### Exercise
Set the data down again, exactly as it appears below.

|---|

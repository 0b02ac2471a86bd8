use image::RgbaImage;

use crate::classification::domain::face_geometry::FaceDetection;
use crate::detection::domain::face_detector::FaceDetector;

/// Replays geometry supplied up front instead of running a model.
///
/// Used when landmarks come from outside the process (an upstream detector,
/// a UI where the user marked their eyes, or CLI flags). `None` replays
/// "no face detected" for every image.
pub struct FixedFaceDetector {
    detection: Option<FaceDetection>,
}

impl FixedFaceDetector {
    pub fn new(detection: Option<FaceDetection>) -> Self {
        Self { detection }
    }
}

impl FaceDetector for FixedFaceDetector {
    fn detect(
        &mut self,
        _image: &RgbaImage,
    ) -> Result<Option<FaceDetection>, Box<dyn std::error::Error>> {
        Ok(self.detection.clone())
    }
}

|---|

### Answer box
repository 0b02ac2471a86bd8
use image::RgbaImage;

use crate::classification::domain::face_geometry::FaceDetection;
use crate::detection::domain::face_detector::FaceDetector;

/// Replays geometry supplied up front instead of running a model.
///
/// Used when landmarks come from outside the process (an upstream detector,
/// a UI where the user marked their eyes, or CLI flags). `None` replays
/// "no face detected" for every image.
pub struct FixedFaceDetector {
    detection: Option<FaceDetection>,
}

impl FixedFaceDetector {
    pub fn new(detection: Option<FaceDetection>) -> Self {
        Self { detection }
    }
}

impl FaceDetector for FixedFaceDetector {
    fn detect(
        &mut self,
        _image: &RgbaImage,
    ) -> Result<Option<FaceDetection>, Box<dyn std::error::Error>> {
        Ok(self.detection.clone())
    }
}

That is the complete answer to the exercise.